The ActiLiège-Next Study
ActiLiège-Next is an 18-month longitudinal natural history study measuring real-world motor function in patients with Duchenne Muscular Dystrophy (DMD) under 4 years old, using the Syde wearable sensor.
Toddlers do not reliably follow instructions, and most in-clinic tests assume they do. That’s why researchers have been looking for a way to measure function without needing a child’s cooperation.
Stride Velocity 95th Centile, a passive, wearable-derived endpoint that captures ambulatory function as children simply go about their day, with no test to perform and nothing for a young patient to understand or comply with.
What the Data Revealed
- ~100% Adherence: Toddlers actually wear the sensors. Compliance held near 100% at 18 months, proof the passive design works in practice.
- >0.9: ICC: Excellent reliability. An intraclass correlation coefficient above 0.9 confirms the sensor data is consistent and trustworthy enough for clinical use.
- Clear Differentiation: SV95C objectively distinguishes young DMD patients from age-matched healthy controls, even at a very young age when the difference might not be apparent to a trained clinician’s eye.

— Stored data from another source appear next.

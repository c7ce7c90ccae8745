//! Trace decoding.
//!
//! [`TraceReader`] turns a trace back into [`DecodedRecord`]s. It exists to verify captures
//! and to feed tooling; it does not replay anything.

use std::{fs, path::Path};

use memmap2::Mmap;

use crate::{
    capture::Status,
    format::{
        tags, CallId, DecodedRecord, NewObject, Parser, TraceFlags, TraceOut, TraceValue,
        BLOCK_CALL, HEADER_SIZE, MAGIC, VERSION_MAJOR,
    },
    object::{CaptureId, HandlePool},
    Error, Result,
};

// Nesting deeper than this only comes from corrupted data.
const MAX_DEPTH: usize = 64;

/// A fully decoded trace.
#[derive(Debug, Clone)]
pub struct TraceReader {
    version: (u16, u16),
    flags: TraceFlags,
    records: Vec<DecodedRecord>,
    skipped_blocks: usize,
}

impl TraceReader {
    /// Memory-maps and decodes the trace file at `path`.
    ///
    /// # Errors
    /// Returns [`crate::Error::Io`] if the file cannot be opened or mapped, and any error of
    /// [`TraceReader::from_bytes`].
    pub fn open(path: impl AsRef<Path>) -> Result<Self> {
        let file = fs::File::open(path)?;
        let mmap = unsafe { Mmap::map(&file) }?;
        Self::from_bytes(&mmap)
    }

    /// Decodes a trace held in memory.
    ///
    /// Blocks of unknown type are skipped.
    ///
    /// # Errors
    /// Returns [`crate::Error::Malformed`] for a bad header, unsupported version or invalid
    /// tag, [`crate::Error::OutOfBounds`] for truncated data and [`crate::Error::UnknownCall`]
    /// for call identifiers this build does not know.
    pub fn from_bytes(data: &[u8]) -> Result<Self> {
        if data.len() < HEADER_SIZE {
            return Err(malformed_error!(
                "Trace too short for header - {} bytes",
                data.len()
            ));
        }

        let mut parser = Parser::new(data);
        if parser.read_bytes(4)? != MAGIC {
            return Err(malformed_error!("Invalid trace magic"));
        }
        let major = parser.read_le::<u16>()?;
        let minor = parser.read_le::<u16>()?;
        if major != VERSION_MAJOR {
            return Err(malformed_error!("Unsupported trace version {}.{}", major, minor));
        }
        let flags = TraceFlags::from_bits_truncate(parser.read_le::<u32>()?);
        parser.read_le::<u32>()?;

        let mut records = Vec::new();
        let mut skipped_blocks = 0;
        while parser.has_more_data() {
            let block_type = parser.read_le::<u32>()?;
            let size = usize::try_from(parser.read_le::<u64>()?).map_err(|_| Error::OutOfBounds)?;
            let mut block = parser.sub_parser(size)?;

            if block_type == BLOCK_CALL {
                records.push(read_record(&mut block)?);
            } else {
                skipped_blocks += 1;
            }
        }

        Ok(Self {
            version: (major, minor),
            flags,
            records,
            skipped_blocks,
        })
    }

    /// `(major, minor)` format version.
    #[must_use]
    pub fn version(&self) -> (u16, u16) {
        self.version
    }

    /// Header flags.
    #[must_use]
    pub fn flags(&self) -> TraceFlags {
        self.flags
    }

    /// Decoded call records in file order.
    #[must_use]
    pub fn records(&self) -> &[DecodedRecord] {
        &self.records
    }

    /// Consumes the reader, returning its records.
    #[must_use]
    pub fn into_records(self) -> Vec<DecodedRecord> {
        self.records
    }

    /// Blocks of unknown type that were skipped.
    #[must_use]
    pub fn skipped_blocks(&self) -> usize {
        self.skipped_blocks
    }
}

fn read_record(parser: &mut Parser<'_>) -> Result<DecodedRecord> {
    let call = CallId::from_wire(parser.read_le::<u32>()?)?;
    let thread_id = parser.read_le::<u64>()?;
    let object = CaptureId::from_raw(parser.read_le::<u64>()?);
    let status = Status(parser.read_le::<i32>()?);

    let ret = match parser.read_le::<u8>()? {
        tags::NONE => None,
        tag => Some(read_value_tagged(parser, tag, 0)?),
    };

    let input_count = parser.read_le::<u32>()?;
    let mut inputs = Vec::with_capacity(bounded_capacity(input_count, parser));
    for _ in 0..input_count {
        inputs.push(read_value(parser, 0)?);
    }

    let output_count = parser.read_le::<u32>()?;
    let mut outputs = Vec::with_capacity(bounded_capacity(output_count, parser));
    for _ in 0..output_count {
        outputs.push(read_out(parser)?);
    }

    let new_count = parser.read_le::<u32>()?;
    let mut new_objects = Vec::with_capacity(bounded_capacity(new_count, parser));
    for _ in 0..new_count {
        let capture_id = CaptureId::from_raw(parser.read_le::<u64>()?);
        let iid = parser.read_guid()?;
        new_objects.push(NewObject { capture_id, iid });
    }

    if parser.has_more_data() {
        return Err(malformed_error!(
            "{} trailing bytes in {} record",
            parser.remaining(),
            call.name()
        ));
    }

    Ok(DecodedRecord {
        call,
        thread_id,
        object,
        status,
        ret,
        inputs,
        outputs,
        new_objects,
    })
}

// Never trust a count for preallocation beyond what the remaining bytes could hold.
fn bounded_capacity(count: u32, parser: &Parser<'_>) -> usize {
    (count as usize).min(parser.remaining())
}

fn read_value(parser: &mut Parser<'_>, depth: usize) -> Result<TraceValue> {
    let tag = parser.read_le::<u8>()?;
    read_value_tagged(parser, tag, depth)
}

fn read_value_tagged(parser: &mut Parser<'_>, tag: u8, depth: usize) -> Result<TraceValue> {
    if depth > MAX_DEPTH {
        return Err(malformed_error!("Value nesting exceeds {}", MAX_DEPTH));
    }

    let value = match tag {
        tags::NULL => TraceValue::Null,
        tags::BOOL => TraceValue::Bool(parser.read_le::<u8>()? != 0),
        tags::I32 => TraceValue::I32(parser.read_le()?),
        tags::U32 => TraceValue::U32(parser.read_le()?),
        tags::U64 => TraceValue::U64(parser.read_le()?),
        tags::F32 => TraceValue::F32(parser.read_le()?),
        tags::BYTES => TraceValue::Bytes(parser.read_prefixed_bytes()?.to_vec()),
        tags::STR => TraceValue::Str(parser.read_prefixed_string_utf8()?),
        tags::WSTR => TraceValue::WStr(parser.read_prefixed_string_utf16()?),
        tags::OBJECT => TraceValue::Object {
            id: CaptureId::from_raw(parser.read_le()?),
            iid: parser.read_guid()?,
        },
        tags::HANDLE => {
            let raw_pool = parser.read_le::<u8>()?;
            let pool = HandlePool::from_repr(raw_pool)
                .ok_or_else(|| malformed_error!("Invalid handle pool {}", raw_pool))?;
            TraceValue::Handle {
                pool,
                owner: CaptureId::from_raw(parser.read_le()?),
                offset: parser.read_le()?,
            }
        }
        tags::ARRAY => {
            let count = parser.read_le::<u32>()?;
            let items = if parser.read_le::<u8>()? == 0 {
                None
            } else {
                let len = parser.read_le::<u32>()?;
                let mut items = Vec::with_capacity(bounded_capacity(len, parser));
                for _ in 0..len {
                    items.push(read_value(parser, depth + 1)?);
                }
                Some(items)
            };
            TraceValue::Array { count, items }
        }
        tags::STRUCT => {
            let len = parser.read_le::<u32>()?;
            let mut fields = Vec::with_capacity(bounded_capacity(len, parser));
            for _ in 0..len {
                fields.push(read_value(parser, depth + 1)?);
            }
            TraceValue::Struct(fields)
        }
        other => return Err(malformed_error!("Invalid value tag {:#x}", other)),
    };
    Ok(value)
}

fn read_out(parser: &mut Parser<'_>) -> Result<TraceOut> {
    let tag = parser.read_le::<u8>()?;
    let out = match tag {
        tags::OUT_OBJECT => {
            let riid = parser.read_guid()?;
            let id = if parser.read_le::<u8>()? == 0 {
                None
            } else {
                Some(CaptureId::from_raw(parser.read_le()?))
            };
            TraceOut::Object { riid, id }
        }
        tags::OUT_OBJECT_ARRAY => {
            let riid = parser.read_guid()?;
            let count = parser.read_le::<u32>()?;
            let ids = if parser.read_le::<u8>()? == 0 {
                None
            } else {
                let len = parser.read_le::<u32>()?;
                let mut ids = Vec::with_capacity(bounded_capacity(len, parser));
                for _ in 0..len {
                    ids.push(CaptureId::from_raw(parser.read_le()?));
                }
                Some(ids)
            };
            TraceOut::ObjectArray { riid, count, ids }
        }
        tags::OUT_VALUE => {
            if parser.read_le::<u8>()? == 0 {
                TraceOut::Value(None)
            } else {
                TraceOut::Value(Some(read_value(parser, 0)?))
            }
        }
        other => return Err(malformed_error!("Invalid out tag {:#x}", other)),
    };
    Ok(out)
}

- Sensitivity to Treatment Efficacy: When patients started steroid therapy, SV95C captured a significant improvement in the evolution slope, proof the endpoint responds to real clinical change.
Why It Matters
In DMD, early intervention can be the difference between preserving and losing motor function. These findings support SV95C as a promising, passive, digital endpoint for children under 4, paving the way for earlier, more accurate clinical trials, without burdensome tests for these young patients.